I must also add that the shift in the political tradition and practice in Ondo State is also influenced by the phenomenon of globalization, because of the women’s exposure to and educational benefits derived from the political activities and interactions with their peer groups in the foreign countries like the United States, European and African countries, that are made possible through access to the modern technology of communication via the internet, the attendance of international conferences on women’s political issues and social media effects on the local women in Ondo State. Hopefully, going forward, the problem of gender disparity in the Nigerian politics is being critically examined, positively focused on and the outcome is encouraging for the better with many more women joining politics, seeking elected political offices and taking a leadership role in the major political parties in the country. This is the story of the First Lady of Ondo State, this is her song too! It is imperative that the Nigerian politics is an embodiment and a reflection of emancipation of the country’s women with a full participation and rights to hold offices or be voted for in its political process and election.

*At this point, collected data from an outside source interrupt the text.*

#[tokio::test]
async fn test_admin_lists_and_deletes_users() {
    let server = TestServer::new().await;
    let users = send(
        &server,
        json_request(Method::GET, "/api/admin/users", Some(ADMIN_TOKEN), None),
    )
    .await;
    assert_eq!(users.status, StatusCode::OK);
    let users = users.json();
    let users = users.as_array().unwrap();
    assert_eq!(users.len(), 3);

    let grace = users
        .iter()
        .find(|u| u["username"] == "grace")
        .unwrap()["id"]
        .as_str()
        .unwrap()
        .to_string();
    let deleted = send(
        &server,
        json_request(
            Method::DELETE,
            &format!("/api/admin/users/{grace}"),
            Some(ADMIN_TOKEN),
            None,
        ),
    )
    .await;
    assert_eq!(deleted.status, StatusCode::OK);

    let again = send(
        &server,
        json_request(
            Method::DELETE,
            &format!("/api/admin/users/{grace}"),
            Some(ADMIN_TOKEN),
            None,
        ),
    )
    .await;
    assert_eq!(again.status, StatusCode::NOT_FOUND);

    let revoked = send(
        &server,
        json_request(Method::GET, "/api/submissions", Some(OTHER_AUTHOR_TOKEN), None),
    )
    .await;
    assert_eq!(revoked.status, StatusCode::UNAUTHORIZED);
}

#[tokio::test]
async fn test_user_kept_when_provider_refuses_deletion() {
    let server = TestServer::new().await;
    let orphan = TestServer::create_user(&server.state, "orphan-uid", "orphan", "orphan@folio.test").await;

    let response = send(
        &server,
        json_request(
            Method::DELETE,
            &format!("/api/admin/users/{}", orphan.user_id),
            Some(ADMIN_TOKEN),
            None,
        ),
    )
    .await;
    assert_eq!(response.status, StatusCode::INTERNAL_SERVER_ERROR);
    assert!(
        server
            .metadata()
            .get_user(orphan.user_id)
            .await
            .unwrap()
            .is_some()
    );
}
//! User repository trait.

use crate::error::MetadataResult;
use crate::models::UserRow;
use async_trait::async_trait;
use uuid::Uuid;

/// Repository for local user records.
#[async_trait]
pub trait UserRepo: Send + Sync {
    /// Create a user. Fails with `AlreadyExists` on a duplicate uid, username or email.
    async fn create_user(&self, user: &UserRow) -> MetadataResult<()>;

    /// Get a user by ID.
    async fn get_user(&self, user_id: Uuid) -> MetadataResult<Option<UserRow>>;

    /// Get a user by identity-provider subject.
    async fn get_user_by_uid(&self, uid: &str) -> MetadataResult<Option<UserRow>>;

    /// Get a user by email (case-insensitive).
    async fn get_user_by_email(&self, email: &str) -> MetadataResult<Option<UserRow>>;

    /// Get a user by username.
    async fn get_user_by_username(&self, username: &str) -> MetadataResult<Option<UserRow>>;

    /// List all users, oldest first.
    async fn list_users(&self) -> MetadataResult<Vec<UserRow>>;

    /// Delete a user.
    async fn delete_user(&self, user_id: Uuid) -> MetadataResult<()>;
}
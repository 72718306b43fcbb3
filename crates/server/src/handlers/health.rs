//! Health endpoint.

use crate::error::ApiResult;
use crate::state::AppState;
use axum::Json;
use axum::extract::State;
use serde::Serialize;

/// Health check response.
#[derive(Debug, Serialize)]
pub struct HealthResponse {
    pub status: &'static str,
    pub version: &'static str,
}

/// GET /v1/health - Check metadata and storage reachability.
pub async fn health_check(State(state): State<AppState>) -> ApiResult<Json<HealthResponse>> {
    state.metadata.health_check().await?;
    state.storage.health_check().await?;

    Ok(Json(HealthResponse {
        status: "ok",
        version: env!("CARGO_PKG_VERSION"),
    }))
}
impl Default for UploadConfig {
    fn default() -> Self {
        Self {
            max_retries: default_upload_max_retries(),
            base_delay_ms: default_upload_base_delay_ms(),
            backoff_factor: default_upload_backoff_factor(),
            max_delay_ms: default_upload_max_delay_ms(),
        }
    }
}

impl UploadConfig {
    /// Retry policy for object uploads.
    pub fn retry_policy(&self) -> RetryPolicy {
        RetryPolicy {
            max_attempts: self.max_retries.saturating_add(1),
            base_delay: Duration::from_millis(self.base_delay_ms),
            backoff_factor: self.backoff_factor,
            max_delay: Duration::from_millis(self.max_delay_ms),
        }
    }

    /// Validate upload configuration.
    pub fn validate(&self) -> Result<(), String> {
        if self.backoff_factor == 0 {
            return Err("upload.backoff_factor must be at least 1".to_string());
        }
        if self.base_delay_ms > self.max_delay_ms {
            return Err(format!(
                "upload.base_delay_ms ({}) exceeds upload.max_delay_ms ({})",
                self.base_delay_ms, self.max_delay_ms
            ));
        }
        Ok(())
    }
}

/// Administrator configuration.
#[derive(Clone, Debug, Default, Serialize, Deserialize)]
pub struct AdminConfig {
    /// Verified emails granted administrator rights.
    #[serde(default)]
    pub emails: Vec<String>,
}

impl AdminConfig {
    /// Whether `email` belongs to an administrator (case-insensitive).
    pub fn is_admin_email(&self, email: &str) -> bool {
        self.emails.iter().any(|e| e.eq_ignore_ascii_case(email))
    }

    /// Create a test configuration with a single administrator.
    ///
    /// **For testing only.**
    pub fn for_testing() -> Self {
        Self {
            emails: vec!["editor@folio.test".to_string()],
        }
    }
}

/// Complete application configuration.
#[derive(Clone, Debug, Default, Serialize, Deserialize)]
pub struct AppConfig {
    /// Server configuration.
    #[serde(default)]
    pub server: ServerConfig,
    /// Storage backend configuration.
    #[serde(default)]
    pub storage: StorageConfig,
    /// Metadata store configuration.
    #[serde(default)]
    pub metadata: MetadataConfig,
    /// Identity provider configuration.
    #[serde(default)]
    pub identity: IdentityConfig,
    /// Session configuration.
    #[serde(default)]
    pub session: SessionConfig,
    /// Upload retry configuration.
    #[serde(default)]
    pub upload: UploadConfig,
    /// Administrator configuration.
    #[serde(default)]
    pub admin: AdminConfig,
}
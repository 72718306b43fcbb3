//! Account signup and login.

use crate::auth::verify_token;
use crate::error::{ApiError, ApiResult};
use crate::handlers::common::format_timestamp;
use crate::state::AppState;
use axum::Json;
use axum::extract::State;
use axum::http::StatusCode;
use folio_metadata::models::UserRow;
use folio_metadata::repos::UserRepo;
use serde::{Deserialize, Serialize};
use time::OffsetDateTime;
use uuid::Uuid;

/// Maximum username length.
const MAX_USERNAME_LEN: usize = 64;

#[derive(Debug, Deserialize)]
pub struct SignupRequest {
    #[serde(alias = "idToken")]
    pub id_token: Option<String>,
    pub username: Option<String>,
}

#[derive(Debug, Deserialize)]
pub struct LoginRequest {
    #[serde(alias = "idToken")]
    pub id_token: Option<String>,
}

/// Local user as returned to clients.
#[derive(Debug, Serialize)]
#[serde(rename_all = "camelCase")]
pub struct UserResponse {
    pub id: Uuid,
    pub username: String,
    pub email: String,
    pub created_at: String,
}

pub fn user_to_response(user: UserRow) -> ApiResult<UserResponse> {
    Ok(UserResponse {
        id: user.user_id,
        created_at: format_timestamp(user.created_at, "created_at")?,
        username: user.username,
        email: user.email,
    })
}

/// The user plus the identity token the client should keep sending.
#[derive(Debug, Serialize)]
pub struct SessionResponse {
    pub user: UserResponse,
    pub token: String,
}

fn required(value: Option<String>, name: &str) -> ApiResult<String> {
    value
        .map(|v| v.trim().to_string())
        .filter(|v| !v.is_empty())
        .ok_or_else(|| ApiError::InvalidInput(format!("missing required field: {name}")))
}

fn validate_username(username: &str) -> ApiResult<()> {
    if username.chars().count() > MAX_USERNAME_LEN {
        return Err(ApiError::InvalidInput(format!(
            "username must be at most {MAX_USERNAME_LEN} characters"
        )));
    }
    if username.chars().any(char::is_control) {
        return Err(ApiError::InvalidInput(
            "username contains control characters".to_string(),
        ));
    }
    Ok(())
}

/// POST /api/auth/signup - Create the local user for a verified identity.
pub async fn signup(
    State(state): State<AppState>,
    Json(body): Json<SignupRequest>,
) -> ApiResult<(StatusCode, Json<SessionResponse>)> {
    let id_token = required(body.id_token, "idToken")?;
    let username = required(body.username, "username")?;
    validate_username(&username)?;

    let identity = verify_token(&state, &id_token).await?;

    if state.metadata.get_user_by_uid(&identity.uid).await?.is_some()
        || state
            .metadata
            .get_user_by_email(&identity.email)
            .await?
            .is_some()
        || state
            .metadata
            .get_user_by_username(&username)
            .await?
            .is_some()
    {
        return Err(ApiError::Conflict("user already exists".to_string()));
    }

    let user = UserRow {
        user_id: Uuid::new_v4(),
        uid: identity.uid,
        username,
        email: identity.email,
        created_at: OffsetDateTime::now_utc(),
    };
    // A concurrent signup can still hit the unique indexes; that surfaces as a conflict.
    state.metadata.create_user(&user).await?;
    tracing::info!(user_id = %user.user_id, uid = %user.uid, "User signed up");

    Ok((
        StatusCode::CREATED,
        Json(SessionResponse {
            user: user_to_response(user)?,
            token: id_token,
        }),
    ))
}

/// POST /api/auth/login - Resolve the local user for a verified identity.
pub async fn login(
    State(state): State<AppState>,
    Json(body): Json<LoginRequest>,
) -> ApiResult<Json<SessionResponse>> {
    let id_token = required(body.id_token, "idToken")?;
    let identity = verify_token(&state, &id_token).await?;

    let user = state
        .metadata
        .get_user_by_uid(&identity.uid)
        .await?
        .ok_or_else(|| ApiError::NotFound("user not found".to_string()))?;
    tracing::debug!(user_id = %user.user_id, "User logged in");

    Ok(Json(SessionResponse {
        user: user_to_response(user)?,
        token: id_token,
    }))
}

I think the lingering imperfections in the Nigerian politics concerning the women’s rights to full participation in the country’s politics can be corrected or removed through the amendments to the Nigerian constitution by the National Assembly. The action taken by the National Assembly to amend the constitution to remove the political discrimination against women and the social injustice done to women would be adding an immense value to the nascent Nigerian presidential democracy. Thus, by allowing the Nigerian women their appropriate role in the country’s political system, we might be introducing their innovative wisdom and good management skills in solving the current multitude of state crisis (insecurity, kidnappings, banditry, economic decline, massive unemployment, poverty, corruption, high inflation, the erosion of the value of the Naira, epileptic power supply, heavy dependency on the importation of fuel and food from the foreign countries, poor and dysfunctional governance, etc.) rocking the nation under the President Muhammadu Buhari administration. I believe that if given the opportunity, there are many Nigerian women, who are eminently qualified to provide a good governance for the Nigerian people and excellent political leadership for the local, state and federal governments in Nigeria.